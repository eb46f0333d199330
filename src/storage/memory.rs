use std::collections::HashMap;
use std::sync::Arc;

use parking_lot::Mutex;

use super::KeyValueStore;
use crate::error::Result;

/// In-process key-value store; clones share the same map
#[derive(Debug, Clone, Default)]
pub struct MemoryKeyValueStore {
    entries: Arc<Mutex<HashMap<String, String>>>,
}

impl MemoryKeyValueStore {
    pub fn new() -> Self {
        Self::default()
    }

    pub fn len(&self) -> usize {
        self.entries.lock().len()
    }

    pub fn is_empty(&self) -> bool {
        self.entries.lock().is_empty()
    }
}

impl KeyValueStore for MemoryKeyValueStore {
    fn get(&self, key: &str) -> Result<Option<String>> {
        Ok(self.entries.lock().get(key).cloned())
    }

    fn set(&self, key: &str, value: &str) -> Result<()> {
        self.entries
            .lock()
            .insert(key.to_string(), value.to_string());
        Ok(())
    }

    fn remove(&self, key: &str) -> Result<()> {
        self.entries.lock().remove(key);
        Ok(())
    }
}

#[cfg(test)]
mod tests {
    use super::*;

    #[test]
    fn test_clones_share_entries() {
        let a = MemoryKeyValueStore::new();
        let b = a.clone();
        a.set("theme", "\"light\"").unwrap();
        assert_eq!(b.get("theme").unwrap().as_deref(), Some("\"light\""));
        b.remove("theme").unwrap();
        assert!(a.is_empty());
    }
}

--

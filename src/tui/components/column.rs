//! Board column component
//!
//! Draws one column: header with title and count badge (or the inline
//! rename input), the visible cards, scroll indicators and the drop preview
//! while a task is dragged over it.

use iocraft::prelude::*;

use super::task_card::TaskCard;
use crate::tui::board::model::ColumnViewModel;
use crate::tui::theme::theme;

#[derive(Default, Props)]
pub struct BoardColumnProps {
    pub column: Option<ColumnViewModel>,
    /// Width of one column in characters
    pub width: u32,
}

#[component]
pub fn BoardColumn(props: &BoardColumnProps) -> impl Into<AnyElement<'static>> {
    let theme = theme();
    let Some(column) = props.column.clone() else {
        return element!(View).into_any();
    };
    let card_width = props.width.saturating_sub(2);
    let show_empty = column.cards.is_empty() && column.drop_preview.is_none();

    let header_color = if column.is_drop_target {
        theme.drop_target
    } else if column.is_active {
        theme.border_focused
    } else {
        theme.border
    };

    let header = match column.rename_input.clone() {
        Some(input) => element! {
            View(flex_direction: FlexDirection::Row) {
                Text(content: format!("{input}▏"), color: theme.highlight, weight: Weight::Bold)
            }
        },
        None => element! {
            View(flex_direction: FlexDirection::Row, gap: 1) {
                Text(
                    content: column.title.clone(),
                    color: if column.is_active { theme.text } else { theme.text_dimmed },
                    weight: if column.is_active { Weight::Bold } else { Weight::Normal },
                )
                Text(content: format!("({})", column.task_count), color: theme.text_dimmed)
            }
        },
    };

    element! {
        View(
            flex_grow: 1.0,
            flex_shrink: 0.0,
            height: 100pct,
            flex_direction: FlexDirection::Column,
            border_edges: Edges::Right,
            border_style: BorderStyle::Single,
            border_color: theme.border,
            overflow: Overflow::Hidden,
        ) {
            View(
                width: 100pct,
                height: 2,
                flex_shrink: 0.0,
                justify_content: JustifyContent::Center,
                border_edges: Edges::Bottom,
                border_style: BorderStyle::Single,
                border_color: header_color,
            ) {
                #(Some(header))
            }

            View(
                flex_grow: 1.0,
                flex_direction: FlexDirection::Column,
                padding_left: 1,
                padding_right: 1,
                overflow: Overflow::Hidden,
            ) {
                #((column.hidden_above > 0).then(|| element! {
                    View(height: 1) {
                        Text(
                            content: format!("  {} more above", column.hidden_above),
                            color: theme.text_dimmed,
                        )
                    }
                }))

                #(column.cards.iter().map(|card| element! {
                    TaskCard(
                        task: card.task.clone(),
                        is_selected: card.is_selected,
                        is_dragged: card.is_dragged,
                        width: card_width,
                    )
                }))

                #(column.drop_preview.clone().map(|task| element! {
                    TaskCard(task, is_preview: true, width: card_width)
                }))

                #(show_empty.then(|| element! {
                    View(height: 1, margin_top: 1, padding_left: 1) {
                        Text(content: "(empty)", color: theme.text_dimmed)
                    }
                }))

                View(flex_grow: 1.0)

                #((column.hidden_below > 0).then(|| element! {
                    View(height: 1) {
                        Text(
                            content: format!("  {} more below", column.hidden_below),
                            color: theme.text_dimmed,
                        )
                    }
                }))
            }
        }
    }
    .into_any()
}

--

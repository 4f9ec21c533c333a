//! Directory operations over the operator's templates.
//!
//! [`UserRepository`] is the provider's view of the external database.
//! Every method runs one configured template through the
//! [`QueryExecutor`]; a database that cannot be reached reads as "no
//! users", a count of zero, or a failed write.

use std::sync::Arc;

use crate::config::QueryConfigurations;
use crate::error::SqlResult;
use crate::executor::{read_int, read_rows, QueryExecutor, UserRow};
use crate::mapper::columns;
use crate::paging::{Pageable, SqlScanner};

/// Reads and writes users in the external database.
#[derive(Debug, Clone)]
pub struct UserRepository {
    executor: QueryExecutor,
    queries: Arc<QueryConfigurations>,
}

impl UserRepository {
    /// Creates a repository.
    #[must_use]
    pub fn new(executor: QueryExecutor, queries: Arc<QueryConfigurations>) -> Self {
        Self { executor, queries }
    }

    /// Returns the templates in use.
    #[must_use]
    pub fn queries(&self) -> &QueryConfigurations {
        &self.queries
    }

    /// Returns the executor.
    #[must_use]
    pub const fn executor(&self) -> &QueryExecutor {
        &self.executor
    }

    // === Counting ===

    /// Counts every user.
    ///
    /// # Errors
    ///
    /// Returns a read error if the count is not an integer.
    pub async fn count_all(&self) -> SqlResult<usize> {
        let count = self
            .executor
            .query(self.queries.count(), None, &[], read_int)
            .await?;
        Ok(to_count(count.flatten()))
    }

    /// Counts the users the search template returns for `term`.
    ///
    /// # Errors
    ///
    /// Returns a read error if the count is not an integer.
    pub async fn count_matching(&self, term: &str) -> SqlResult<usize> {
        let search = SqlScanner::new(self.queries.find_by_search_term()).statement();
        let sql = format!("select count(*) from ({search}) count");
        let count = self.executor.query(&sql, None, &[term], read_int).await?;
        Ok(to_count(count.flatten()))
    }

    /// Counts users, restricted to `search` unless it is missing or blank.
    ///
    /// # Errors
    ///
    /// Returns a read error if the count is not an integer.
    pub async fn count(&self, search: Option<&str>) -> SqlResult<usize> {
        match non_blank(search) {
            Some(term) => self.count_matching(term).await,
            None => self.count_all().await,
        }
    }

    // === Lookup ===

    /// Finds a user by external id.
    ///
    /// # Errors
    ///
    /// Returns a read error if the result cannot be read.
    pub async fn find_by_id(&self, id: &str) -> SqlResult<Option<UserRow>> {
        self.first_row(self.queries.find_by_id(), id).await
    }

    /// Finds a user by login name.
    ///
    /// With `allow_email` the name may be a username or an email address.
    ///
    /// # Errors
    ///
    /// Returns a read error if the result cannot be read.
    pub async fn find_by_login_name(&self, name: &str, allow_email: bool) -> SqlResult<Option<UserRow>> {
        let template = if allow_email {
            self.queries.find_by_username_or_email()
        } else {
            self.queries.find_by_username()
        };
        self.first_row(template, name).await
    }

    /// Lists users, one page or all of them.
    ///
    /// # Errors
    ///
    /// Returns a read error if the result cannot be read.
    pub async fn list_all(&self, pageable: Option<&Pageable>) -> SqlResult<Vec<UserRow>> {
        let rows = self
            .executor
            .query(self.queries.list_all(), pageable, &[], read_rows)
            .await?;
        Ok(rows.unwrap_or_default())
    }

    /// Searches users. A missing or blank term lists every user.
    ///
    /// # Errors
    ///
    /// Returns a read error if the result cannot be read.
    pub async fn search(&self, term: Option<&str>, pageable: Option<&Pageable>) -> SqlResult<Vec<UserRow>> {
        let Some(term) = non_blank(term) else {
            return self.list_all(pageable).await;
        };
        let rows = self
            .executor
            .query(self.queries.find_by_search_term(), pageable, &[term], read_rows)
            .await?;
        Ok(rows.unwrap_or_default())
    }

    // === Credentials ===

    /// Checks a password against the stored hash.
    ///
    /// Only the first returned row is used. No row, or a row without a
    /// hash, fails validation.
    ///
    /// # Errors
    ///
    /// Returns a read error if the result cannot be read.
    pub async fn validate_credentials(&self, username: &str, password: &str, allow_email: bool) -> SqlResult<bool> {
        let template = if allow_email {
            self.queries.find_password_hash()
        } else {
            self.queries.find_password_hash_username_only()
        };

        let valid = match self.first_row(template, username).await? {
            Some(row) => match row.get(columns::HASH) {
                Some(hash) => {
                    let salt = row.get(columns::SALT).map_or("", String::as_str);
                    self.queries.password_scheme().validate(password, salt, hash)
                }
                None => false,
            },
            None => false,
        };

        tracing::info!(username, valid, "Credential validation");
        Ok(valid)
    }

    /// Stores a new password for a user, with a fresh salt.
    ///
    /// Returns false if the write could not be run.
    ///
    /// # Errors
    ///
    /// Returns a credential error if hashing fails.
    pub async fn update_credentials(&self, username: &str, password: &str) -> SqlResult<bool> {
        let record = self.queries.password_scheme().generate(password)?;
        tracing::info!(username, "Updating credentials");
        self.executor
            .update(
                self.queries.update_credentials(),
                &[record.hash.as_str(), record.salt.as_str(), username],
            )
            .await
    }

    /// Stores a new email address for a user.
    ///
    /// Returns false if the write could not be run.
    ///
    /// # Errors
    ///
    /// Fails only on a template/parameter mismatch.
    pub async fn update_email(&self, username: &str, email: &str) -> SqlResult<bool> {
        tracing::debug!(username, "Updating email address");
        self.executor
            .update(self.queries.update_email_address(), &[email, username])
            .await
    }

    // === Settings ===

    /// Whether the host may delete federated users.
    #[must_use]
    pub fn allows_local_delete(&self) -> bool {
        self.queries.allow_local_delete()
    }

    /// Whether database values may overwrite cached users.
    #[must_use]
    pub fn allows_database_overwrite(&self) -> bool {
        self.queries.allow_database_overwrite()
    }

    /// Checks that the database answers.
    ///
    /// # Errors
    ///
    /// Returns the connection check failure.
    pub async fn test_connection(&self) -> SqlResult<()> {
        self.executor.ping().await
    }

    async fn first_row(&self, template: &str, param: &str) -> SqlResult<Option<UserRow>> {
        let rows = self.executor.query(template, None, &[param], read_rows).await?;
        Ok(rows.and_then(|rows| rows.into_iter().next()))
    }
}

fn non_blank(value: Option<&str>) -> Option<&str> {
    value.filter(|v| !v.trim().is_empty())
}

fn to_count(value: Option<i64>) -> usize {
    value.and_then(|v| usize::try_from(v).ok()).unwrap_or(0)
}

--

What the task asks:
Report each line in the preceding entries that holds the string "cards".

Answer to the exercise:
//! rename input), the visible cards, scroll indicators and the drop preview
    let show_empty = column.cards.is_empty() && column.drop_preview.is_none();
                #(column.cards.iter().map(|card| element! {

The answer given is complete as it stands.